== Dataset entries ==
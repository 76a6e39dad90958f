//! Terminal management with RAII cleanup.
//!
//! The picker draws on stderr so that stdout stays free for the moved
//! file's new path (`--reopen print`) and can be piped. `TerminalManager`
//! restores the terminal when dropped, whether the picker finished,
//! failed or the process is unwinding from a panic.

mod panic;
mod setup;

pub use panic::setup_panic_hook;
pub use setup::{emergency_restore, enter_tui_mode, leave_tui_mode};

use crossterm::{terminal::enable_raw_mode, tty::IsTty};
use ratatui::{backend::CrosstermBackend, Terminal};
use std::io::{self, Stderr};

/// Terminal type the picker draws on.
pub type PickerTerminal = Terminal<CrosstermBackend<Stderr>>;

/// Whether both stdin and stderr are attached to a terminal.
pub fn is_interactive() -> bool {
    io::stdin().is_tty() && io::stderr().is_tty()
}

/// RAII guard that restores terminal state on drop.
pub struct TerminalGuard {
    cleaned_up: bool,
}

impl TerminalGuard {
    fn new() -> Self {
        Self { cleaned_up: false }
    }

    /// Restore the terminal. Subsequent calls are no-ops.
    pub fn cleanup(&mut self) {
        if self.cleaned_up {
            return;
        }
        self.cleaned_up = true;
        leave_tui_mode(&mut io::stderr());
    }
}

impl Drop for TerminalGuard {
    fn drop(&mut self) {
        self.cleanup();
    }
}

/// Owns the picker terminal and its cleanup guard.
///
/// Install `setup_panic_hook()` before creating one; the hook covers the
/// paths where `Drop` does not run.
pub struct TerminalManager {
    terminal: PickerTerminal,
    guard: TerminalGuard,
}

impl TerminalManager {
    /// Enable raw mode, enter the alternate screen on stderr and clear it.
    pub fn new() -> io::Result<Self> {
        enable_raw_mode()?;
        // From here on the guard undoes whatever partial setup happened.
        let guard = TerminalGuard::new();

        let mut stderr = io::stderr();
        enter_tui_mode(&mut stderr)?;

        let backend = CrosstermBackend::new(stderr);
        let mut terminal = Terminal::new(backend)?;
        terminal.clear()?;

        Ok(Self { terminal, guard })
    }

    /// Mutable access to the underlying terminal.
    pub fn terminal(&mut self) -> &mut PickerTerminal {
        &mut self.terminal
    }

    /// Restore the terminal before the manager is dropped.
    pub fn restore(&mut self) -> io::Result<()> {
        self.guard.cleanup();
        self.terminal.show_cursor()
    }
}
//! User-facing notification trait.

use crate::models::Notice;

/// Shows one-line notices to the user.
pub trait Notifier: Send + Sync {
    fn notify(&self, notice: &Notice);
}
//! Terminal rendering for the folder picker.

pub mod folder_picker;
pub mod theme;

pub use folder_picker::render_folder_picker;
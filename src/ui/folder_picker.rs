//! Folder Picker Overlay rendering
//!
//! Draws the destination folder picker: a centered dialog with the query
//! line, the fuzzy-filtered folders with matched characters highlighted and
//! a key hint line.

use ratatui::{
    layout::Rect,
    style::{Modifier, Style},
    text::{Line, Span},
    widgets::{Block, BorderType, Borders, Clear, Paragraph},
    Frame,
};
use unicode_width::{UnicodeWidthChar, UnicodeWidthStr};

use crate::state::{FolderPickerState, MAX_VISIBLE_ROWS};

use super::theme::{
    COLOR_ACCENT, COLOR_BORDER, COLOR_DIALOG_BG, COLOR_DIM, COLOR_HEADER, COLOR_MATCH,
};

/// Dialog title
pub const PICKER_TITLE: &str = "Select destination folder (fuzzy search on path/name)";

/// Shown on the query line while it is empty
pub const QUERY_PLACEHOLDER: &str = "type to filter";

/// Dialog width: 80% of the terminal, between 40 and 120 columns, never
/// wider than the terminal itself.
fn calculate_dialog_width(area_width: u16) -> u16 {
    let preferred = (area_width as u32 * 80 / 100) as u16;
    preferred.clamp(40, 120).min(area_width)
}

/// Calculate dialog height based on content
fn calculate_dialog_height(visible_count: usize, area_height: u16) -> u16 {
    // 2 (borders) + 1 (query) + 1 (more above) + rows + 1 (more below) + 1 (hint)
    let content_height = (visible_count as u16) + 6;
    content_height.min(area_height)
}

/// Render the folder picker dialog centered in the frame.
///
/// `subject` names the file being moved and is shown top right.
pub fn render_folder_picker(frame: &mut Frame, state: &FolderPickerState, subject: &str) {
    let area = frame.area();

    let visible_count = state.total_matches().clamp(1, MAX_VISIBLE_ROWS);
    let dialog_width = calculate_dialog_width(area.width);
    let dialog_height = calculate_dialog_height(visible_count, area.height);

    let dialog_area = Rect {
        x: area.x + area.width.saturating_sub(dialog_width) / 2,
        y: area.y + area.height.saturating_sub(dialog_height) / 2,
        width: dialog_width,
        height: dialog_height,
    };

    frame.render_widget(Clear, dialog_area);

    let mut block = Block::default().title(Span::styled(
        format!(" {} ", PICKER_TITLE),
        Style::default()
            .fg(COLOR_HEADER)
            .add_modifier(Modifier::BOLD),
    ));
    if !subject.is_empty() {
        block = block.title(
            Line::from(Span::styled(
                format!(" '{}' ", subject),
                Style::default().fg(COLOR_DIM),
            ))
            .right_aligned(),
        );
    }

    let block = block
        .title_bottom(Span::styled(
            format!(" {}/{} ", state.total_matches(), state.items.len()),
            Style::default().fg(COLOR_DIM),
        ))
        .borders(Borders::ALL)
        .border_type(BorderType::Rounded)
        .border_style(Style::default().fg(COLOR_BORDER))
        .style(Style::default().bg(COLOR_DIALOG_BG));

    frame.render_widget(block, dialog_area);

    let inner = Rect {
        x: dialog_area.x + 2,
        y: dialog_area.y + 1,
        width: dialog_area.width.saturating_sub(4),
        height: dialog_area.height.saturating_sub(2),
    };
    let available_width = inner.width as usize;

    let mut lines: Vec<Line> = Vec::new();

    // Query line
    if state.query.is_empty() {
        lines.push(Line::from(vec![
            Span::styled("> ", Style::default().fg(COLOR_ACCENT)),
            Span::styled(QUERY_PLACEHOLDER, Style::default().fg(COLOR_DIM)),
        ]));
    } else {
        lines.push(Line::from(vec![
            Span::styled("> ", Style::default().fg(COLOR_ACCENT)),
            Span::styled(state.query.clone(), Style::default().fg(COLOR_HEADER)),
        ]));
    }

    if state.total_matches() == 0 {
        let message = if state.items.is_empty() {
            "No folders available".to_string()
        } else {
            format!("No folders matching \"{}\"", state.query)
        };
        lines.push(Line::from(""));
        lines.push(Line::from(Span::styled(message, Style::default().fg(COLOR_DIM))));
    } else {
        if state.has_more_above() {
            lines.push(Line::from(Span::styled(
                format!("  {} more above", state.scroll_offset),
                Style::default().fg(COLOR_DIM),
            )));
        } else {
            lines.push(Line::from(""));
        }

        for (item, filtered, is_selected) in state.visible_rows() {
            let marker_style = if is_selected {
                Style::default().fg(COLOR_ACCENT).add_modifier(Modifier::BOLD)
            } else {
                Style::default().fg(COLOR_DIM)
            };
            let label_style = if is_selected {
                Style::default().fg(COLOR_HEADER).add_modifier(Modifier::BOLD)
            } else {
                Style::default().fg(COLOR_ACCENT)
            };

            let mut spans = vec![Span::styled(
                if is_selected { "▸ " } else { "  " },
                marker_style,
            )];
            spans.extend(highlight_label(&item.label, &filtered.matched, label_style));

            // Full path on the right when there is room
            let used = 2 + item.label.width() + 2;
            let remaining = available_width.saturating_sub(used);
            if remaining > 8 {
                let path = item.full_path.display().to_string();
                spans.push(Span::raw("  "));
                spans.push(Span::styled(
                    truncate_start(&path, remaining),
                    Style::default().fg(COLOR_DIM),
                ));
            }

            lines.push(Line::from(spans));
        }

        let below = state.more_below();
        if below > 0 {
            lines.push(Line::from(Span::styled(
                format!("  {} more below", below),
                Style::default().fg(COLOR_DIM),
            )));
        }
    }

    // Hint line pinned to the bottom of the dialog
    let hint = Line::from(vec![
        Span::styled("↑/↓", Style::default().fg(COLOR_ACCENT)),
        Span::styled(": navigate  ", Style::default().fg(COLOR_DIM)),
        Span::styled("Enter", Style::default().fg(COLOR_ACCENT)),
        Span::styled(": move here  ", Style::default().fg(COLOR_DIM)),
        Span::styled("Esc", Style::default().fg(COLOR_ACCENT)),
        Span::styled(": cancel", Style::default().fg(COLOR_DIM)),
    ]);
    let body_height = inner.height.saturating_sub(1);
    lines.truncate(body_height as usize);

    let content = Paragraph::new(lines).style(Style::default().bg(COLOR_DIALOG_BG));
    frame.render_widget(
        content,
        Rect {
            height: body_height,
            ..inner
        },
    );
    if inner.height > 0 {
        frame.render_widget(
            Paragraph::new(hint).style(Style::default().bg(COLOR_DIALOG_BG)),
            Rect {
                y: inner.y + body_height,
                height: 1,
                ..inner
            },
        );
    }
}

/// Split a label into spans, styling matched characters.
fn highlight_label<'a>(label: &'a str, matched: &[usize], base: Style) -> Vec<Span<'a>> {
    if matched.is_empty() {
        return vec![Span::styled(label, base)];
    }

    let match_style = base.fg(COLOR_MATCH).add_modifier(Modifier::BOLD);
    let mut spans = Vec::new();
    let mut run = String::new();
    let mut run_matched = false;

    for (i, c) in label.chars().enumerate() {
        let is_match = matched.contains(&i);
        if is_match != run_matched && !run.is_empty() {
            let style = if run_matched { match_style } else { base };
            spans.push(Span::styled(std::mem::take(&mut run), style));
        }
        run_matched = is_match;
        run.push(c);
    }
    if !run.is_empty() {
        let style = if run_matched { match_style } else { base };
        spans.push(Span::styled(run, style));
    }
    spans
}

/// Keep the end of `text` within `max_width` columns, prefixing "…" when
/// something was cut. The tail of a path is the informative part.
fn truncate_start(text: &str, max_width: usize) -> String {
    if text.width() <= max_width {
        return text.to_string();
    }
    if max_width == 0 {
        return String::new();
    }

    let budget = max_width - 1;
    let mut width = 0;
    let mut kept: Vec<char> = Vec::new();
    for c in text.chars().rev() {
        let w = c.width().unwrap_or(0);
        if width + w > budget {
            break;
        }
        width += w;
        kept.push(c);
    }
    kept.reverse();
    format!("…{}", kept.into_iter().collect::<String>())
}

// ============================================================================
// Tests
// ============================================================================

== Task ==
Beginning with the opening line above, retype the records exactly through the line with "pub struct TerminalGuard", both ends included.

== Response below ==
repository 76a6e39dad90958f
//! Terminal management with RAII cleanup.
//!
//! The picker draws on stderr so that stdout stays free for the moved
//! file's new path (`--reopen print`) and can be piped. `TerminalManager`
//! restores the terminal when dropped, whether the picker finished,
//! failed or the process is unwinding from a panic.

mod panic;
mod setup;

pub use panic::setup_panic_hook;
pub use setup::{emergency_restore, enter_tui_mode, leave_tui_mode};

use crossterm::{terminal::enable_raw_mode, tty::IsTty};
use ratatui::{backend::CrosstermBackend, Terminal};
use std::io::{self, Stderr};

/// Terminal type the picker draws on.
pub type PickerTerminal = Terminal<CrosstermBackend<Stderr>>;

/// Whether both stdin and stderr are attached to a terminal.
pub fn is_interactive() -> bool {
    io::stdin().is_tty() && io::stderr().is_tty()
}

/// RAII guard that restores terminal state on drop.
pub struct TerminalGuard {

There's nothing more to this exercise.